Exactly a week after Trump formally signed the order, Pence is already beginning to make good on his space-related responsibilities. On Thursday, he visited the Kennedy Space Center in Florida, arriving on Air Force Two at noon.

"You know, I caught space fever as a little boy in a small town in southern Indiana," Pence said in his remarks at the Johnson Space Center in Houston last month for NASA's announcement of a new astronaut class. "Some of the most precious memories of my youth were gathered around the television, watching the black and white images of your predecessors expanding the horizons of human knowledge with American leadership and American courage."

He added, "As a member of Congress, I asked to serve on the NASA subcommittee and had the privilege, along with my wife and children, to attend several shuttle launches at the Kennedy Space Center."

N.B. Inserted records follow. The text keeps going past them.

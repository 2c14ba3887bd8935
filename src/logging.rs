//! Logging and tracing configuration for sdc-unpack
//!
//! Structured logging through the `tracing` crate, written to stderr so
//! `--json` output on stdout stays clean.
//!
//! # Log Levels
//!
//! - `error` - Errors that end the run
//! - `warn`  - Forced integrity failures, skipped entries, unsafe names
//! - `info`  - Run progress (default)
//! - `debug` - Header, key file and per-entry details (`--verbose`)
//! - `trace` - Every inflate step
//!
//! # Environment Variable Control
//!
//! `RUST_LOG` overrides the defaults entirely:
//! ```bash
//! RUST_LOG=debug sdc-unpack office.sdc
//! RUST_LOG=sdc_unpack_lib::sdc::engine=trace sdc-unpack office.sdc
//! RUST_LOG=warn sdc-unpack office.sdc
//! ```

use tracing_subscriber::{fmt, prelude::*, EnvFilter};

/// Filter used when `RUST_LOG` is not set
pub fn default_directives(verbose: bool) -> &'static str {
    if verbose || cfg!(feature = "debug-logging") {
        "sdc_unpack=debug,sdc_unpack_lib=debug"
    } else {
        "sdc_unpack=info,sdc_unpack_lib=info"
    }
}

/// Initialize the logging/tracing system
///
/// Call this once at startup (in main.rs)
pub fn init(verbose: bool) {
    let filter = EnvFilter::try_from_default_env()
        .unwrap_or_else(|_| EnvFilter::new(default_directives(verbose)));

    let subscriber = tracing_subscriber::registry().with(filter).with(
        fmt::layer()
            .with_writer(std::io::stderr)
            .with_target(verbose)
            .with_thread_ids(false)
            .with_file(false)
            .with_line_number(false)
            .compact(),
    );

    // Ignore error if already set
    let _ = tracing::subscriber::set_global_default(subscriber);
}
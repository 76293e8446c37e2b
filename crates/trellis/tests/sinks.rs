//! Integration tests for notification sinks, including cross-process
//! idempotence of the JSONL log.

use std::fs;
use tempfile::TempDir;
use trellis::sink::{JsonlSink, MemorySink, NotificationRecord};
use trellis::store::{JsonlSnapshotStore, SnapshotSource};
use trellis_engine::cascade::{
    dedupe_key, trigger_unblock_cascade, EmitOutcome, Notification, NotificationSink,
};
use trellis_engine::domain::{NodeId, OrgId, UserId};

fn notification(node: &str, owner: &str) -> Notification {
    let node = NodeId::new(node);
    let owner = UserId::new(owner);
    Notification {
        org: OrgId("acme".to_string()),
        dedupe_key: dedupe_key(&node, &owner),
        title: format!("Unblocked: {node}"),
        message: "dependencies resolved".to_string(),
        node,
        owner,
    }
}

#[tokio::test]
async fn memory_sink_dedupes_on_key() {
    let sink = MemorySink::new();
    let n = notification("b", "alice");

    assert_eq!(sink.emit(&n).await.unwrap(), EmitOutcome::Created);
    assert_eq!(sink.emit(&n).await.unwrap(), EmitOutcome::Deduplicated);
    assert_eq!(sink.delivered().await.len(), 1);
}

#[tokio::test]
async fn memory_sink_failure_injection() {
    let sink = MemorySink::new();
    sink.fail_for(UserId::new("alice")).await;

    assert!(sink.emit(&notification("b", "alice")).await.is_err());
    assert_eq!(
        sink.emit(&notification("b", "bob")).await.unwrap(),
        EmitOutcome::Created
    );
}

#[tokio::test]
async fn jsonl_sink_appends_and_dedupes() {
    let dir = TempDir::new().unwrap();
    let path = dir.path().join("notifications.jsonl");
    let sink = JsonlSink::open(&path).await.unwrap();

    assert_eq!(
        sink.emit(&notification("b", "alice")).await.unwrap(),
        EmitOutcome::Created
    );
    assert_eq!(
        sink.emit(&notification("b", "bob")).await.unwrap(),
        EmitOutcome::Created
    );
    assert_eq!(
        sink.emit(&notification("b", "alice")).await.unwrap(),
        EmitOutcome::Deduplicated
    );

    let contents = fs::read_to_string(&path).unwrap();
    let records: Vec<NotificationRecord> = contents
        .lines()
        .map(|line| serde_json::from_str(line).unwrap())
        .collect();
    assert_eq!(records.len(), 2);
    assert_eq!(records[0].notification.owner, UserId::new("alice"));
    assert_eq!(records[1].notification.owner, UserId::new("bob"));
}

#[tokio::test]
async fn jsonl_sink_stays_idempotent_across_reopen() {
    let dir = TempDir::new().unwrap();
    let path = dir.path().join("notifications.jsonl");

    {
        let sink = JsonlSink::open(&path).await.unwrap();
        sink.emit(&notification("b", "alice")).await.unwrap();
    }

    // A fresh sink over the same log pre-loads the existing keys.
    let sink = JsonlSink::open(&path).await.unwrap();
    assert_eq!(
        sink.emit(&notification("b", "alice")).await.unwrap(),
        EmitOutcome::Deduplicated
    );
    assert_eq!(
        sink.emit(&notification("b", "bob")).await.unwrap(),
        EmitOutcome::Created
    );

    let contents = fs::read_to_string(&path).unwrap();
    assert_eq!(contents.lines().count(), 2);
}

#[tokio::test]
async fn cascade_end_to_end_over_jsonl() {
    let dir = TempDir::new().unwrap();
    fs::write(
        dir.path().join("nodes.jsonl"),
        concat!(
            "{\"id\":\"a\",\"title\":\"Design\",\"manual_status\":\"done\"}\n",
            "{\"id\":\"b\",\"title\":\"Build\",\"manual_status\":\"todo\",\"owners\":[\"alice\"]}\n",
        ),
    )
    .unwrap();
    fs::write(
        dir.path().join("edges.jsonl"),
        "{\"from\":\"b\",\"to\":\"a\",\"relation\":\"depends-on\"}\n",
    )
    .unwrap();

    let store = JsonlSnapshotStore::new(dir.path());
    let (snapshot, _) = store.load().await.unwrap();
    let index = snapshot.index();
    let org = OrgId("acme".to_string());
    let log = dir.path().join("notifications.jsonl");

    let sink = JsonlSink::open(&log).await.unwrap();
    let outcome = trigger_unblock_cascade(&index, &org, &NodeId::new("a"), &sink).await;
    assert_eq!(
        outcome.notified,
        vec![(NodeId::new("b"), UserId::new("alice"))]
    );

    // A retry after a process restart finds the log and stays quiet.
    let sink = JsonlSink::open(&log).await.unwrap();
    let outcome = trigger_unblock_cascade(&index, &org, &NodeId::new("a"), &sink).await;
    assert!(outcome.notified.is_empty());
    assert_eq!(outcome.deduplicated, 1);
    assert_eq!(fs::read_to_string(&log).unwrap().lines().count(), 1);
}
//! Error types for the trellis CLI and tooling layer.

use std::io;
use std::path::PathBuf;
use thiserror::Error;
use trellis_engine::domain::NodeId;

/// The error type for trellis tooling operations.
#[derive(Debug, Error)]
pub enum Error {
    /// IO error occurred.
    #[error("IO error: {0}")]
    Io(#[from] io::Error),

    /// JSON serialization/deserialization error.
    #[error("JSON error: {0}")]
    Json(#[from] serde_json::Error),

    /// YAML configuration error.
    #[error("config error: {0}")]
    Yaml(#[from] serde_yaml::Error),

    /// An error bubbled up from the engine.
    #[error(transparent)]
    Engine(#[from] trellis_engine::error::Error),

    /// The snapshot directory has no node file.
    #[error("no snapshot found: {path} is missing (expected a nodes.jsonl)")]
    SnapshotMissing {
        /// The path that was checked.
        path: PathBuf,
    },

    /// A node id given on the command line does not exist in the snapshot.
    #[error("node not found in snapshot: {0}")]
    NodeNotFound(NodeId),
}

/// A specialized Result type for trellis tooling operations.
pub type Result<T> = std::result::Result<T, Error>;
//! JSONL snapshot loading.
//!
//! A project snapshot lives in a directory as three JSON Lines files:
//! `nodes.jsonl`, `edges.jsonl`, `requests.jsonl`. Loading is resilient:
//! a malformed line is skipped with a warning, and structurally suspect
//! records (dangling edge endpoints, self-loops, requests on unknown
//! nodes) are *kept* with a warning — the engine tolerates them, and
//! dropping records here would hide defects the `check` command exists to
//! surface.

use crate::error::{Error, Result};
use async_trait::async_trait;
use serde::de::DeserializeOwned;
use std::collections::HashSet;
use std::fmt;
use std::path::{Path, PathBuf};
use tokio::fs::File;
use tokio::io::{AsyncBufReadExt, BufReader};
use tracing::{debug, warn};
use trellis_engine::domain::{Edge, Node, NodeId, Request, RequestId};
use trellis_engine::snapshot::ProjectSnapshot;

/// File name of the node list inside a snapshot directory.
pub const NODES_FILE: &str = "nodes.jsonl";

/// File name of the edge list inside a snapshot directory.
pub const EDGES_FILE: &str = "edges.jsonl";

/// File name of the request list inside a snapshot directory.
pub const REQUESTS_FILE: &str = "requests.jsonl";

/// Non-fatal problems found while loading a snapshot.
///
/// Loading continues past all of these; callers should show them to the
/// user (the `check` command renders them directly).
#[derive(Debug, Clone, PartialEq)]
pub enum LoadWarning {
    /// A line that could not be parsed as the expected record type. The
    /// line is skipped.
    MalformedLine {
        /// File the line came from.
        file: String,
        /// 1-based line number.
        line_number: usize,
        /// Parser error text.
        error: String,
    },

    /// An edge referencing a node absent from the node list. Kept; the
    /// engine treats the missing target as not done.
    DanglingEdge {
        /// Source node id.
        from: NodeId,
        /// Target node id.
        to: NodeId,
    },

    /// An edge from a node to itself. Kept; it permanently gates its node
    /// if it is a gating relation.
    SelfLoop {
        /// The node in question.
        node: NodeId,
    },

    /// A request linked to a node absent from the node list. Kept but
    /// inert.
    OrphanRequest {
        /// The request id.
        request: RequestId,
        /// The missing node id.
        node: NodeId,
    },

    /// A node id that appeared more than once. The later record shadows
    /// the earlier one in the engine's index.
    DuplicateNode {
        /// The repeated id.
        node: NodeId,
    },
}

impl fmt::Display for LoadWarning {
    fn fmt(&self, f: &mut fmt::Formatter<'_>) -> fmt::Result {
        match self {
            Self::MalformedLine {
                file,
                line_number,
                error,
            } => write!(f, "{file}:{line_number}: malformed line: {error}"),
            Self::DanglingEdge { from, to } => {
                write!(f, "edge {from} -> {to} references a missing node")
            }
            Self::SelfLoop { node } => write!(f, "node {node} has an edge to itself"),
            Self::OrphanRequest { request, node } => {
                write!(f, "request {request} is linked to missing node {node}")
            }
            Self::DuplicateNode { node } => write!(f, "node id {node} appears more than once"),
        }
    }
}

/// Source of project snapshots — the loader collaborator the engine's
/// callers depend on. Implementations return the snapshot together with
/// any non-fatal warnings they hit.
#[async_trait]
pub trait SnapshotSource: Send + Sync {
    /// Load the full snapshot.
    async fn load(&self) -> Result<(ProjectSnapshot, Vec<LoadWarning>)>;
}

/// Snapshot source backed by a directory of JSONL files.
#[derive(Debug, Clone)]
pub struct JsonlSnapshotStore {
    dir: PathBuf,
}

impl JsonlSnapshotStore {
    /// Create a store reading from the given directory.
    pub fn new(dir: impl Into<PathBuf>) -> Self {
        Self { dir: dir.into() }
    }

    /// The directory this store reads from.
    #[must_use]
    pub fn dir(&self) -> &Path {
        &self.dir
    }
}

#[async_trait]
impl SnapshotSource for JsonlSnapshotStore {
    async fn load(&self) -> Result<(ProjectSnapshot, Vec<LoadWarning>)> {
        let mut warnings = Vec::new();

        let nodes_path = self.dir.join(NODES_FILE);
        if !tokio::fs::try_exists(&nodes_path).await.unwrap_or(false) {
            return Err(Error::SnapshotMissing { path: nodes_path });
        }

        let nodes: Vec<Node> = read_jsonl(&nodes_path, &mut warnings).await?;
        let edges: Vec<Edge> = read_jsonl(&self.dir.join(EDGES_FILE), &mut warnings).await?;
        let requests: Vec<Request> =
            read_jsonl(&self.dir.join(REQUESTS_FILE), &mut warnings).await?;

        collect_structural_warnings(&nodes, &edges, &requests, &mut warnings);

        debug!(
            nodes = nodes.len(),
            edges = edges.len(),
            requests = requests.len(),
            warnings = warnings.len(),
            "loaded snapshot"
        );

        Ok((
            ProjectSnapshot {
                nodes,
                edges,
                requests,
            },
            warnings,
        ))
    }
}

/// Read one JSONL file into records, collecting malformed-line warnings.
///
/// A missing file is an empty list: edge and request files are optional.
async fn read_jsonl<T: DeserializeOwned>(
    path: &Path,
    warnings: &mut Vec<LoadWarning>,
) -> Result<Vec<T>> {
    let file = match File::open(path).await {
        Ok(file) => file,
        Err(err) if err.kind() == std::io::ErrorKind::NotFound => {
            debug!(path = %path.display(), "snapshot file missing, treating as empty");
            return Ok(Vec::new());
        }
        Err(err) => return Err(err.into()),
    };
    let file_name = path
        .file_name()
        .map(|n| n.to_string_lossy().into_owned())
        .unwrap_or_else(|| path.display().to_string());

    let mut records = Vec::new();
    let mut lines = BufReader::new(file).lines();
    let mut line_number = 0usize;
    while let Some(line) = lines.next_line().await? {
        line_number += 1;
        let trimmed = line.trim();
        if trimmed.is_empty() {
            continue;
        }
        match serde_json::from_str::<T>(trimmed) {
            Ok(record) => records.push(record),
            Err(err) => {
                warn!(file = %file_name, line = line_number, error = %err, "skipping malformed line");
                warnings.push(LoadWarning::MalformedLine {
                    file: file_name.clone(),
                    line_number,
                    error: err.to_string(),
                });
            }
        }
    }

    Ok(records)
}

fn collect_structural_warnings(
    nodes: &[Node],
    edges: &[Edge],
    requests: &[Request],
    warnings: &mut Vec<LoadWarning>,
) {
    let mut ids: HashSet<&NodeId> = HashSet::with_capacity(nodes.len());
    for node in nodes {
        if !ids.insert(&node.id) {
            warnings.push(LoadWarning::DuplicateNode {
                node: node.id.clone(),
            });
        }
    }

    for edge in edges {
        if edge.from == edge.to {
            warnings.push(LoadWarning::SelfLoop {
                node: edge.from.clone(),
            });
        }
        if !ids.contains(&edge.from) || !ids.contains(&edge.to) {
            warnings.push(LoadWarning::DanglingEdge {
                from: edge.from.clone(),
                to: edge.to.clone(),
            });
        }
    }

    for request in requests {
        if !ids.contains(&request.node_id) {
            warnings.push(LoadWarning::OrphanRequest {
                request: request.id.clone(),
                node: request.node_id.clone(),
            });
        }
    }
}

Pence returned to Kennedy on Thursday to address the workforce in the Vehicle Assembly Building, to take a tour to learn about how it functions as a spaceport for government and commercial clients, and to get updates on NASA's progress to send humans past the moon and eventually to Mars.

"I have no doubt that my son, who is now a Marine Corps aviator, was inspired as he sat in the grandstands and watched with awe as America's heroic astronauts hurtled into the heavens," he said in his early-June speech. "I said at the time that to see the sights and sounds of a launch at Cape Canaveral was like seeing the Earth giving birth to a piece of the sun and sending it home."

With his hardly scientific "Earth giving birth" comment, Pence highlighted the irony of his love for space, considering his track record on science. Back in 2009, Pence had the following exchange on Hardball With Chris Matthews:

Matthews: OK, you want to educate the American people about science and its relevance today. Do you believe in evolution, sir?

Pence: Do I believe in evolution? I embrace the view that God created the heavens and the Earth, the seas and all that's in them.

Matthews: Right. But do you believe in evolution as the way he did it?

Pence: The means, Chris, that he used to do that I can't say. But I do believe in that fundamental truth.

Pence has also said he believes that "someday scientists will come to see that only the theory of intelligent design provides an even remotely rational explanation for the known universe."

As the science site IFLScience puts it, "This man is America's vice president, and he's certainly a curious human being. Being a proponent of creationism and someone who until recently didn't think smoking kills people, he's not exactly a fan of science—which is why it's so surprising he's been tasked with heading the National Space Council."

Pence's love for space might be authentic, but in many ways his enthusiasm for space exploration is counterintuitive. NASA explains that "human space exploration helps to address fundamental questions about our place in the universe and the history of our solar system." And its research and answers have the potential to make Pence as uncomfortable as he seemed when Matthews cornered him about evolution.